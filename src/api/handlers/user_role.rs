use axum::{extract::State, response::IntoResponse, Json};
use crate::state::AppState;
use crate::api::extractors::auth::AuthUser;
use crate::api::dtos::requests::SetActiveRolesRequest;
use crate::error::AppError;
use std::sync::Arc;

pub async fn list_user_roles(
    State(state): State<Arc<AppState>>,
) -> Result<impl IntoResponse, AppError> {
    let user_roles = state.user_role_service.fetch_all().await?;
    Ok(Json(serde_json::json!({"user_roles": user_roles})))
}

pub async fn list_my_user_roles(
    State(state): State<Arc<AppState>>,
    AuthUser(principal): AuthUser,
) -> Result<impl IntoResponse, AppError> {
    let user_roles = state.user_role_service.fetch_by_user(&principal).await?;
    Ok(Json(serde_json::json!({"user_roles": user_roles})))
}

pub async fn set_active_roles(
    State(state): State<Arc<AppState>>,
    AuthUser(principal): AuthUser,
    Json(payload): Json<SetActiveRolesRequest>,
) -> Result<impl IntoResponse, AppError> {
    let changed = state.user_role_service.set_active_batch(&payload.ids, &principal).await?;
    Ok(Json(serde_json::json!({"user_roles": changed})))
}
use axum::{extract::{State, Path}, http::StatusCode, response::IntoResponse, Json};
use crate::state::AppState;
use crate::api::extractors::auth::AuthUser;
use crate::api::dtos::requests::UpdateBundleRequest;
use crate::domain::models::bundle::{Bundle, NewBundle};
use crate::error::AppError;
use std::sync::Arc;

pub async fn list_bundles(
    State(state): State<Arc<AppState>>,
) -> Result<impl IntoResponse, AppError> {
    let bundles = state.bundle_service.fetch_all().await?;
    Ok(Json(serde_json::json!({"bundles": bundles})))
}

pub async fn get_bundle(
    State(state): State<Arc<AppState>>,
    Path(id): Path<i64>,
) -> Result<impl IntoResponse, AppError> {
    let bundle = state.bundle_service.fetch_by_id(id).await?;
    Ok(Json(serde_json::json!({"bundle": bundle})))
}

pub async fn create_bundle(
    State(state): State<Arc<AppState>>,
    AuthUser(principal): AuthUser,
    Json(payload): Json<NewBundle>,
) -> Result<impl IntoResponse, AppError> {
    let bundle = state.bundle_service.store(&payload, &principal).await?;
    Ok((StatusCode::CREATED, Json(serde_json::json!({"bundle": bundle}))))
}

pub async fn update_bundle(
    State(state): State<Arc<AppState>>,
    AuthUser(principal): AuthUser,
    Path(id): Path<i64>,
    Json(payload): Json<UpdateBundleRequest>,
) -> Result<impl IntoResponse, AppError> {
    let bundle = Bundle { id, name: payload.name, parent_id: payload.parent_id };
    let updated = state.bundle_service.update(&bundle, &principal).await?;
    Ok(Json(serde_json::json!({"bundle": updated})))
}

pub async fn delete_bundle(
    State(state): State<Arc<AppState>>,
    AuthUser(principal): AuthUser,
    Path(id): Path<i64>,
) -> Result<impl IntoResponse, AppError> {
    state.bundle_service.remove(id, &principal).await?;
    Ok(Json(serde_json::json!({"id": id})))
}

--

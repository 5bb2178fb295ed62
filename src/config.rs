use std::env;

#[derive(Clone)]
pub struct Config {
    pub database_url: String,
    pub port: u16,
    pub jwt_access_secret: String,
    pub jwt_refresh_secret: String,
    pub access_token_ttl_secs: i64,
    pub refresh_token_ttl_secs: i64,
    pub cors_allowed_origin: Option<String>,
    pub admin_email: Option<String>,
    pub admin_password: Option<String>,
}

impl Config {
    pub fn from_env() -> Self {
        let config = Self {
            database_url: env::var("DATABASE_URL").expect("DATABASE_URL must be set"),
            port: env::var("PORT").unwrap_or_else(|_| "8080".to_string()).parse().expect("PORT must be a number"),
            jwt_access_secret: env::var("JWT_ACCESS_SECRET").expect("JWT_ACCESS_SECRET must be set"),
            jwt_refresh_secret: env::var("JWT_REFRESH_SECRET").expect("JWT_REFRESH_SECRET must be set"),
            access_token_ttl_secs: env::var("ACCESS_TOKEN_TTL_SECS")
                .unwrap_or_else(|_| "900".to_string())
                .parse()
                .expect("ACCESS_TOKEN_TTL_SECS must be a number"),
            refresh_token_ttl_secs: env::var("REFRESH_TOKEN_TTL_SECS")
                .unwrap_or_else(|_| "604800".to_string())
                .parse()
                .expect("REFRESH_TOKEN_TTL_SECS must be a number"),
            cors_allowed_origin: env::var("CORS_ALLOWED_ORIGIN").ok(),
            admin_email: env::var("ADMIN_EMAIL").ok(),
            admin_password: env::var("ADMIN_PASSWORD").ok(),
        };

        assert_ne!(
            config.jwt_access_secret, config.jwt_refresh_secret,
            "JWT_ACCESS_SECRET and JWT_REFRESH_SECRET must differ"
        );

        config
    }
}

**Description of the task**
Select and copy every line of the listing with the word "updated".

**Expected answer**
    let updated = state.bundle_service.update(&bundle, &principal).await?;
    Ok(Json(serde_json::json!({"bundle": updated})))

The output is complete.